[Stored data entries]
▼

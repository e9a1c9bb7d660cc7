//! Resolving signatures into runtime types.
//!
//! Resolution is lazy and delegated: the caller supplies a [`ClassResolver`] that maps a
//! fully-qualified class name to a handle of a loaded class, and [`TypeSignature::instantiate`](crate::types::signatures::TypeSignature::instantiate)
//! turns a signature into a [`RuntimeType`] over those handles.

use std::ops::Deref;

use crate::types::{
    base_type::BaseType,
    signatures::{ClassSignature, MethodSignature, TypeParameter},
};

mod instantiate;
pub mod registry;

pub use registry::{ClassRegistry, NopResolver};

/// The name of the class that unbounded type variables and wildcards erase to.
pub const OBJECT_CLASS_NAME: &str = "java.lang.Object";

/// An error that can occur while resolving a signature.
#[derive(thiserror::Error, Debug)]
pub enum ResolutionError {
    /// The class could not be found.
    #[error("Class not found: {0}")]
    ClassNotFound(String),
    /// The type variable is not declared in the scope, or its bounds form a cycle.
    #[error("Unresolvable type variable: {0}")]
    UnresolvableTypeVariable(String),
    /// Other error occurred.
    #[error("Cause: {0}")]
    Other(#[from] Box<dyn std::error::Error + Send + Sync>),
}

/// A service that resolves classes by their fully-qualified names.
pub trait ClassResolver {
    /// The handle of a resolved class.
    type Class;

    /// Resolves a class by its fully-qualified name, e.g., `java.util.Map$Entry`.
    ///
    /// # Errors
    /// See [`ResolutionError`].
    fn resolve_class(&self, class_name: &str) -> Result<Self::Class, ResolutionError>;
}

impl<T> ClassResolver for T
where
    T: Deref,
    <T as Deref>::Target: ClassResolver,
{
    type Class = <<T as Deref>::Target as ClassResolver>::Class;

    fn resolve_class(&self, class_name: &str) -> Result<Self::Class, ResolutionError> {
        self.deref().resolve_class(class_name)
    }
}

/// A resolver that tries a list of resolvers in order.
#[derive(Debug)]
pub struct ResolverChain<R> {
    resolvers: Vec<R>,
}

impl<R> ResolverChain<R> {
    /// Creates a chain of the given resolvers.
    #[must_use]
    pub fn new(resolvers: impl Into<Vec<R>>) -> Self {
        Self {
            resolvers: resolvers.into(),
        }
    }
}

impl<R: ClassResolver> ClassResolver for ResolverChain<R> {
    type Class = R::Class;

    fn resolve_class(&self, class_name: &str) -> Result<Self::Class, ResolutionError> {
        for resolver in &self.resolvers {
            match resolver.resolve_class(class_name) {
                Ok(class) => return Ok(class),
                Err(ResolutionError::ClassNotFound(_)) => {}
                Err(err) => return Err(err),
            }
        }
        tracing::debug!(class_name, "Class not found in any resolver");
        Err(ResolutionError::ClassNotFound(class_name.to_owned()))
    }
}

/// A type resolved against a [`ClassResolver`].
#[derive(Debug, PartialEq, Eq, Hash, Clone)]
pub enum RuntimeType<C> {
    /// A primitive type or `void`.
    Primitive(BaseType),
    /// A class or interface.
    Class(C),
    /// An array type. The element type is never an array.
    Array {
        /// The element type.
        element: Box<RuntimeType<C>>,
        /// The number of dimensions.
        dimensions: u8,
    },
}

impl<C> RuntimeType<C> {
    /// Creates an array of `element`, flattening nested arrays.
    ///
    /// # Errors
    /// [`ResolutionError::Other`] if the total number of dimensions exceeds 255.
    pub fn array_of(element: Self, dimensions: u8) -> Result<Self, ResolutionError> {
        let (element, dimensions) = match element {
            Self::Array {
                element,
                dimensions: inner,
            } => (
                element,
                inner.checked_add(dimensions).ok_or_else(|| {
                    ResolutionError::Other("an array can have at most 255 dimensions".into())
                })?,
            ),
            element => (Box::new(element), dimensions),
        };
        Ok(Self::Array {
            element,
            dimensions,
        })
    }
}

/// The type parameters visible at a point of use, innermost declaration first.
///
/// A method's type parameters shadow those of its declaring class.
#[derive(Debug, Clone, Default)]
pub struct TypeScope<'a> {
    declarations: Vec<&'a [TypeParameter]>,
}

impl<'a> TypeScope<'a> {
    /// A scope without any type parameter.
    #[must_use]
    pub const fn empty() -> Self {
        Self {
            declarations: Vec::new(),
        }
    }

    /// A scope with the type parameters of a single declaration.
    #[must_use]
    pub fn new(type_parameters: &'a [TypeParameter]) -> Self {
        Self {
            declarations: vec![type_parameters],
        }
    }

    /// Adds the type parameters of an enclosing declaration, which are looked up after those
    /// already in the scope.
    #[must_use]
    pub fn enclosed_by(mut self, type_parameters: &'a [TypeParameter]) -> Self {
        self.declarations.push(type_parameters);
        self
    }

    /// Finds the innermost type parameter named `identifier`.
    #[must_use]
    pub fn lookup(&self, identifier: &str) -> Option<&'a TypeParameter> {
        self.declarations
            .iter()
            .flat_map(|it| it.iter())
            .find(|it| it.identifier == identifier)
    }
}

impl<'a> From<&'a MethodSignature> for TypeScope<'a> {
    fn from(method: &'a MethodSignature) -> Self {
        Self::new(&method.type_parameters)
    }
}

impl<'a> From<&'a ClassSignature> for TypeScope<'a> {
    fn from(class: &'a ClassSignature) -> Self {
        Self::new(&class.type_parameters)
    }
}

▲
▼

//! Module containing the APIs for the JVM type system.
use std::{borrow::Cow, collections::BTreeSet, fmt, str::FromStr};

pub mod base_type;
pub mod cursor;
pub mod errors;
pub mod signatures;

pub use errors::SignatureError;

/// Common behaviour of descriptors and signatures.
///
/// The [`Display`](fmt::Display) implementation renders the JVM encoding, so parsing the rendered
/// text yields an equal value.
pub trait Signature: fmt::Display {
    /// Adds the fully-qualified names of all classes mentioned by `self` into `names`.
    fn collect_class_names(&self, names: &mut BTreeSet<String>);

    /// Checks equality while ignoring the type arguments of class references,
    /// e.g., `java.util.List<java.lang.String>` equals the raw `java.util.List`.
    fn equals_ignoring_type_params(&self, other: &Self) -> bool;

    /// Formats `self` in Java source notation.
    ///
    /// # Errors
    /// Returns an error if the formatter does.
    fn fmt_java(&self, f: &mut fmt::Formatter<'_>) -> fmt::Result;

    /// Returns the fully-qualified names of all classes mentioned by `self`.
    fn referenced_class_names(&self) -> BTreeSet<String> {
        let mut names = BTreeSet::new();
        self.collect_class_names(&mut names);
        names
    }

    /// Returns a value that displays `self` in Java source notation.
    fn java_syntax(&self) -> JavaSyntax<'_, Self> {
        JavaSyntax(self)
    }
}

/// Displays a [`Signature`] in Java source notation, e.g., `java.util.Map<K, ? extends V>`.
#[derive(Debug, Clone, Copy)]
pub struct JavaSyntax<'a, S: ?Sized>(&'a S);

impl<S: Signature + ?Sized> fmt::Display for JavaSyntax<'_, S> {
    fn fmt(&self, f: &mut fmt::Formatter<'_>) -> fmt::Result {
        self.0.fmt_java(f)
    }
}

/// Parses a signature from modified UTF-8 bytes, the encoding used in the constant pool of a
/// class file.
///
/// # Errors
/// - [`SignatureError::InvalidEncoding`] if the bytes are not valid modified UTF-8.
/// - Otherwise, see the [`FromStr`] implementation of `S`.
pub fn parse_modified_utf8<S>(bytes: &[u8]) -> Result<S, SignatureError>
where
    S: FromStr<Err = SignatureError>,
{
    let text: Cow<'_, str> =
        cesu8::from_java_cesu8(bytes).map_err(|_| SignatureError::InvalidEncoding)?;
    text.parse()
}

▲

Extract from the records above the lines from the one containing "repository e9a1c9bb7d660cc7" to the one containing "that maps a", both lines included, exactly as they appear and with nothing else.

_Exercise response_.
repository e9a1c9bb7d660cc7
//! Resolving signatures into runtime types.
//!
//! Resolution is lazy and delegated: the caller supplies a [`ClassResolver`] that maps a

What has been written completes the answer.